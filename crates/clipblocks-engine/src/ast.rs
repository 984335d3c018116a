//! # Abstract Syntax Tree
//!
//! The intermediate tree shared by the pretty printer and the block
//! formatter. Node kinds form a closed enum; each variant carries exactly
//! the metadata its type needs, so there is no untyped metadata map.
//!
//! ## Invariants
//!
//! - Only structurally recursive kinds (`ListItem`, `Toggle`) own children.
//! - When `formatting` is present, concatenating its span texts yields
//!   `content` exactly.

use serde::{Deserialize, Serialize};

use crate::parsing::inline::RichTextSpan;

/// Source delimiter of a table, shared by the classifier and the AST.
#[derive(Debug, Clone, Copy, PartialEq, Eq, Hash, Serialize, Deserialize)]
#[serde(rename_all = "snake_case")]
pub enum TableFormat {
    /// Pipe table with a `---` separator row.
    Markdown,
    /// Comma separated values.
    Csv,
    /// Tab separated values.
    Tsv,
}

impl TableFormat {
    pub fn delimiter(self) -> char {
        match self {
            TableFormat::Markdown => '|',
            TableFormat::Csv => ',',
            TableFormat::Tsv => '\t',
        }
    }
}

#[derive(Debug, Clone, Copy, PartialEq, Eq)]
pub enum ListType {
    Bulleted,
    Numbered,
    Todo,
}

#[derive(Debug, Clone, PartialEq, Eq)]
pub struct ListItemMeta {
    pub list_type: ListType,
    /// Only meaningful for `Todo` items.
    pub checked: Option<bool>,
    /// Rendered as a collapsible item with its children folded inside.
    pub is_toggleable: bool,
    /// Ordinal written in the source for numbered items.
    pub number: Option<u32>,
}

impl ListItemMeta {
    pub fn bulleted() -> Self {
        Self {
            list_type: ListType::Bulleted,
            checked: None,
            is_toggleable: false,
            number: None,
        }
    }

    pub fn numbered(number: u32) -> Self {
        Self {
            list_type: ListType::Numbered,
            checked: None,
            is_toggleable: false,
            number: Some(number),
        }
    }

    pub fn todo(checked: bool) -> Self {
        Self {
            list_type: ListType::Todo,
            checked: Some(checked),
            is_toggleable: false,
            number: None,
        }
    }
}

/// Table contents, normalized so every row has `headers.len()` cells.
#[derive(Debug, Clone, PartialEq, Eq)]
pub struct TableMeta {
    pub table_type: TableFormat,
    pub headers: Vec<String>,
    pub rows: Vec<Vec<String>>,
}

impl TableMeta {
    pub fn width(&self) -> usize {
        self.headers.len()
    }
}

#[derive(Debug, Clone, PartialEq, Eq)]
pub struct CalloutMeta {
    /// Lowercased admonition type, e.g. `warning`.
    pub callout_type: String,
    pub icon: String,
    pub color: String,
}

#[derive(Debug, Clone, Copy, PartialEq, Eq, Serialize, Deserialize)]
#[serde(rename_all = "snake_case")]
pub enum MediaKind {
    Image,
    Video,
    Audio,
    File,
}

#[derive(Debug, Clone, PartialEq, Eq)]
pub struct MediaMeta {
    pub kind: MediaKind,
    pub url: String,
    pub caption: Option<String>,
}

/// The closed set of node kinds with their type-specific metadata.
#[derive(Debug, Clone, PartialEq, Eq)]
pub enum NodeKind {
    Paragraph,
    /// Level is always within `1..=3`.
    Heading { level: u8 },
    ListItem(ListItemMeta),
    Code {
        language: Option<String>,
        is_block: bool,
    },
    Table(TableMeta),
    Callout(CalloutMeta),
    Quote,
    /// A collapsible section; `heading_level` is set for folded headings.
    Toggle { heading_level: Option<u8> },
    Divider,
    Media(MediaMeta),
    Equation { is_block: bool },
    Bookmark { url: String, title: Option<String> },
}

impl NodeKind {
    /// Stable snake_case name of the node type.
    pub fn type_name(&self) -> &'static str {
        match self {
            NodeKind::Paragraph => "paragraph",
            NodeKind::Heading { level: 1 } => "heading_1",
            NodeKind::Heading { level: 2 } => "heading_2",
            NodeKind::Heading { .. } => "heading_3",
            NodeKind::ListItem(_) => "list_item",
            NodeKind::Code { .. } => "code",
            NodeKind::Table(_) => "table",
            NodeKind::Callout(_) => "callout",
            NodeKind::Quote => "quote",
            NodeKind::Toggle { .. } => "toggle",
            NodeKind::Divider => "divider",
            NodeKind::Media(m) => match m.kind {
                MediaKind::Image => "image",
                MediaKind::Video => "video",
                MediaKind::Audio => "audio",
                MediaKind::File => "file",
            },
            NodeKind::Equation { .. } => "equation",
            NodeKind::Bookmark { .. } => "bookmark",
        }
    }

    /// Kinds allowed to own child nodes.
    pub fn is_recursive(&self) -> bool {
        matches!(self, NodeKind::ListItem(_) | NodeKind::Toggle { .. })
    }

    /// Kinds whose `content` is inline markup and receives rich-text formatting.
    pub fn is_text_bearing(&self) -> bool {
        matches!(
            self,
            NodeKind::Paragraph
                | NodeKind::Heading { .. }
                | NodeKind::ListItem(_)
                | NodeKind::Callout(_)
                | NodeKind::Quote
                | NodeKind::Toggle { .. }
        )
    }
}

/// A node of the intermediate tree.
#[derive(Debug, Clone, PartialEq, Eq)]
pub struct AstNode {
    pub kind: NodeKind,
    /// Plain-text content with inline markers stripped when `formatting` is set.
    pub content: String,
    pub formatting: Option<Vec<RichTextSpan>>,
    pub children: Vec<AstNode>,
}

impl AstNode {
    pub fn new(kind: NodeKind, content: impl Into<String>) -> Self {
        Self {
            kind,
            content: content.into(),
            formatting: None,
            children: Vec::new(),
        }
    }

    pub fn paragraph(content: impl Into<String>) -> Self {
        Self::new(NodeKind::Paragraph, content)
    }

    pub fn heading(level: u8, content: impl Into<String>) -> Self {
        Self::new(
            NodeKind::Heading {
                level: level.clamp(1, 3),
            },
            content,
        )
    }

    pub fn divider() -> Self {
        Self::new(NodeKind::Divider, "")
    }

    /// Attaches children. Leaf kinds must not receive any.
    pub fn with_children(mut self, children: Vec<AstNode>) -> Self {
        debug_assert!(
            self.kind.is_recursive() || children.is_empty(),
            "{} nodes cannot own children",
            self.kind.type_name()
        );
        self.children = children;
        self
    }

    pub fn type_name(&self) -> &'static str {
        self.kind.type_name()
    }

    /// Text as spans, falling back to a single plain span over `content`.
    pub fn spans(&self) -> Vec<RichTextSpan> {
        match &self.formatting {
            Some(spans) => spans.clone(),
            None if self.content.is_empty() => Vec::new(),
            None => vec![RichTextSpan::plain(self.content.clone())],
        }
    }
}

#[cfg(test)]
mod tests {
    use super::*;

    #[test]
    fn heading_level_is_clamped_to_three() {
        assert_eq!(AstNode::heading(5, "Deep").type_name(), "heading_3");
        assert_eq!(AstNode::heading(0, "Top").type_name(), "heading_1");
    }

    #[test]
    fn only_lists_and_toggles_are_recursive() {
        assert!(NodeKind::ListItem(ListItemMeta::bulleted()).is_recursive());
        assert!(NodeKind::Toggle { heading_level: None }.is_recursive());
        assert!(!NodeKind::Quote.is_recursive());
        assert!(!NodeKind::Paragraph.is_recursive());
    }

    #[test]
    fn media_type_names_follow_kind() {
        let node = AstNode::new(
            NodeKind::Media(MediaMeta {
                kind: MediaKind::Video,
                url: "https://example.com/a.mp4".into(),
                caption: None,
            }),
            "",
        );
        assert_eq!(node.type_name(), "video");
    }

    #[test]
    fn spans_fall_back_to_plain_content() {
        let node = AstNode::paragraph("hello");
        let spans = node.spans();
        assert_eq!(spans.len(), 1);
        assert_eq!(spans[0].text, "hello");
        assert!(AstNode::divider().spans().is_empty());
    }
}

# # #

**Your goal**
Above are records; repeat only the lines starting at the line with "Self::new(NodeKind::Paragraph, content)" and ending at the line with "pub fn divider()", exactly as they appear, both included.

**Solved exercise**
        Self::new(NodeKind::Paragraph, content)
    }

    pub fn heading(level: u8, content: impl Into<String>) -> Self {
        Self::new(
            NodeKind::Heading {
                level: level.clamp(1, 3),
            },
            content,
        )
    }

    pub fn divider() -> Self {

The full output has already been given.